隣の車はワゴンタイプでそれほど車高も低くないから上向きに寝そべって潜ったら引っ張り出せるかもしれない。車に積んでいた日除けの銀色のマットを敷いて、ズリズリ潜ってみた。腕がカバーの裏側にすっぽり入るほどに潜る。手を伸ばすと濡れたボロ雑巾のような生き物が寝ているのに触った。引っ張るが後ろ足がどこかのバーに引っかかって出ない。後ろ足を持ち上げるようにして引きずるとゾロッと出てきた。それは一見グレーちゃんとは分からないほどずぶ濡れの猫だった。発見できたときの家での対処方法を予めみぃちゃん先生に聞いていたが、この衰弱ぶりではとても家では対応できそうにない。夜遅くで申し訳ないがみぃちゃん先生に電話して診て貰う段取りをつけ、横浜へ急いで戻る。途中、また新横浜付近は土砂降りで、雨はさらに南方向に動いている。

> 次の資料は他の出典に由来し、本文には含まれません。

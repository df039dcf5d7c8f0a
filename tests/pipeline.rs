//! End-to-end scenarios exercising the full
//! Loader → Compiler → ExecutableUnit → Evaluator pipeline.

use std::collections::BTreeMap;
use std::time::Duration;

use polyscript_core::compiler::{Compiler, CompilerOptions, ConfigCompiler, ExprCompiler};
use polyscript_core::context::EvalContext;
use polyscript_core::error::{CompileError, LoaderError};
use polyscript_core::evaluator::{ConfigEvaluator, Evaluator, ExprEvaluator};
use polyscript_core::provider::DataProvider;
use polyscript_core::source::{HttpLoaderOptions, Loader, SourceRef};
use polyscript_core::unit::ExecutableUnit;
use polyscript_core::value::{TypeTag, Value};

fn static_bundle(pairs: &[(&str, Value)]) -> BTreeMap<String, Value> {
    pairs.iter().cloned().map(|(k, v)| (k.to_string(), v)).collect()
}

#[tokio::test]
async fn greeting_via_expression_engine() {
    let compiler = ExprCompiler::new(CompilerOptions::new());
    let loader =
        Loader::from_string(r#"let name = ctx["name"]; "Hello, " + name + ".""#).unwrap();
    let static_data = static_bundle(&[("name", Value::String("World".into()))]);

    let unit = ExecutableUnit::build(None, loader, &compiler, None, Some(static_data))
        .await
        .unwrap();

    let evaluator = ExprEvaluator::new();
    let result = evaluator.eval(&unit, EvalContext::new()).await.unwrap();

    assert_eq!(result.value, Value::String("Hello, World.".into()));
    assert_eq!(result.type_tag, TypeTag::String);
}

#[tokio::test]
async fn greeting_with_dynamic_override() {
    let compiler = ExprCompiler::new(CompilerOptions::new());
    let loader =
        Loader::from_string(r#"let name = ctx["name"]; "Hello, " + name + ".""#).unwrap();
    let static_data = static_bundle(&[
        ("name", Value::String("User".into())),
        ("excited", Value::Bool(true)),
    ]);
    let dynamic_provider = DataProvider::context(polyscript_core::context::EVAL_DATA_KEY);

    let unit = ExecutableUnit::build(
        None,
        loader,
        &compiler,
        Some(dynamic_provider),
        Some(static_data),
    )
    .await
    .unwrap();

    let mut dynamic = BTreeMap::new();
    dynamic.insert("name".to_string(), Value::String("Robert".into()));
    let ctx = EvalContext::new();
    // The composite's static child always rejects `add`; the context child
    // still lands its data, so the returned context is used regardless of
    // the partial-failure result (spec §4.5 `prepare` semantics).
    let (ctx, _partial) = unit.prepare(ctx, vec![Value::Map(dynamic)]).await;

    let evaluator = ExprEvaluator::new();
    let result = evaluator.eval(&unit, ctx).await.unwrap();
    assert_eq!(result.value, Value::String("Hello, Robert.".into()));
}

#[tokio::test]
async fn config_engine_map_return() {
    let compiler = ConfigCompiler::new(CompilerOptions::new());
    let loader =
        Loader::from_string("_ = {\"greeting\": \"Hello, World!\", \"length\": 13}\n").unwrap();
    let unit = ExecutableUnit::build(None, loader, &compiler, None, None)
        .await
        .unwrap();

    let evaluator = ConfigEvaluator::new();
    let result = evaluator.eval(&unit, EvalContext::new()).await.unwrap();

    assert_eq!(result.type_tag, TypeTag::Map);
    let Value::Map(m) = result.value else {
        panic!("expected map")
    };
    assert_eq!(m.get("greeting"), Some(&Value::String("Hello, World!".into())));
    assert_eq!(m.get("length"), Some(&Value::Int(13)));
}

#[tokio::test]
async fn config_engine_callable_is_invoked_and_frozen() {
    let compiler = ConfigCompiler::new(CompilerOptions::new());
    let loader = Loader::from_string("def f():\n    return 42\n_ = f\n").unwrap();
    let unit = ExecutableUnit::build(None, loader, &compiler, None, None)
        .await
        .unwrap();

    let evaluator = ConfigEvaluator::new();
    let result = evaluator.eval(&unit, EvalContext::new()).await.unwrap();

    assert_eq!(result.value, Value::Int(42));
    assert_eq!(result.type_tag, TypeTag::Int);
}

#[tokio::test]
async fn cancellation_during_busy_loop_is_reported() {
    let compiler = ExprCompiler::new(CompilerOptions::new());
    let loader = Loader::from_string("let x = 0; while x < 20000000 { x += 1; } x").unwrap();
    let unit = ExecutableUnit::build(None, loader, &compiler, None, None)
        .await
        .unwrap();

    let ctx = EvalContext::new();
    let cancel_ctx = ctx.clone();
    // `ExprEvaluator::eval` runs the busy loop on the blocking-task pool, not
    // this runtime's async worker, so this spawned task is free to run
    // concurrently with it even on the default current-thread test runtime.
    tokio::spawn(async move {
        tokio::time::sleep(Duration::from_millis(10)).await;
        cancel_ctx.cancel();
    });

    let evaluator = ExprEvaluator::new();
    let err = evaluator.eval(&unit, ctx).await.unwrap_err();
    assert!(matches!(
        err,
        polyscript_core::error::EvalError::Cancelled
    ));
}

#[tokio::test]
async fn undeclared_global_fails_compilation() {
    let compiler = ExprCompiler::new(CompilerOptions::new());
    let loader = Loader::from_string("greeting").unwrap();
    let err = ExecutableUnit::build(None, loader, &compiler, None, None)
        .await
        .unwrap_err();
    assert!(matches!(
        err,
        polyscript_core::error::UnitError::Compile(CompileError::ValidationFailed { .. })
    ));
}

#[tokio::test]
async fn declared_global_compiles_and_evaluates() {
    let compiler = ExprCompiler::new(CompilerOptions::new().with_globals(["greeting"]));
    let loader = Loader::from_string("greeting + \"!\"").unwrap();
    let static_data = static_bundle(&[("greeting", Value::String("hi".into()))]);
    let unit = ExecutableUnit::build(None, loader, &compiler, None, Some(static_data))
        .await
        .unwrap();

    let evaluator = ExprEvaluator::new();
    let result = evaluator.eval(&unit, EvalContext::new()).await.unwrap();
    assert_eq!(result.value, Value::String("hi!".into()));
}

#[tokio::test]
async fn http_loader_404_never_reaches_compile() {
    let server = wiremock::MockServer::start().await;
    wiremock::Mock::given(wiremock::matchers::method("GET"))
        .and(wiremock::matchers::path("/missing.rhai"))
        .respond_with(wiremock::ResponseTemplate::new(404))
        .mount(&server)
        .await;

    let url = format!("{}/missing.rhai", server.uri());
    let loader = Loader::from_http(url, HttpLoaderOptions::default()).unwrap();

    let err = loader.open().await.unwrap_err();
    assert!(matches!(err, LoaderError::ScriptNotAvailable { status: 404 }));
}

#[tokio::test]
async fn empty_and_comment_only_scripts_reject_uniformly() {
    let expr = ExprCompiler::new(CompilerOptions::new());
    let config = ConfigCompiler::new(CompilerOptions::new());

    for source in ["", "   \n"] {
        let err = expr
            .compile(Box::new(std::io::Cursor::new(source.as_bytes().to_vec())))
            .unwrap_err();
        assert!(matches!(err, CompileError::NoInstructions));
    }

    for (compiler_name, err) in [
        (
            "expr",
            expr.compile(Box::new(std::io::Cursor::new(b"# just a comment\n".to_vec())))
                .unwrap_err(),
        ),
        (
            "config",
            config
                .compile(Box::new(std::io::Cursor::new(b"# just a comment\n".to_vec())))
                .unwrap_err(),
        ),
    ] {
        assert!(
            matches!(err, CompileError::NoInstructions),
            "{compiler_name} should reject comment-only source"
        );
    }
}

みぃちゃん先生に到着。診察台に載せていろいろ様子を見る。体重は1.2Kg。とんでもなく痩せていて背骨のゴツゴツは直に触っているほどに感じられ、お尻の骨盤付近も骨折しているかと思うぐらい骨がゴツゴツ。4年ぐらい経っているほど歯石が相当ついているが、睾丸が小さいので1歳未満だろう。確かにグレーちゃんは去年の秋ごろから見かけるようになった。体温は31度。平熱なら38度ぐらいだから相当低体温になっている。点滴するために前腕の毛を剃ってカテーテルを入れるが、血圧が低く、血が飛び出してこない。脱水症状も酷いから点滴しながら体を温める処置をする。血液検査をするために、腕に注射するが血が回っていないので採血できない。首の周りの血管も試してみたが駄目だった。とりあえずはヒータを敷いたゲージに入れ、点滴をしながら一晩様子を見ることに。今晩越せるかどうか、って感じである。
思い返すと、ここまでの経過はまるで特殊部隊が天候の合間を縫って敵陣の捕虜を探し出して連れ帰ってきたようなスピーディさだった。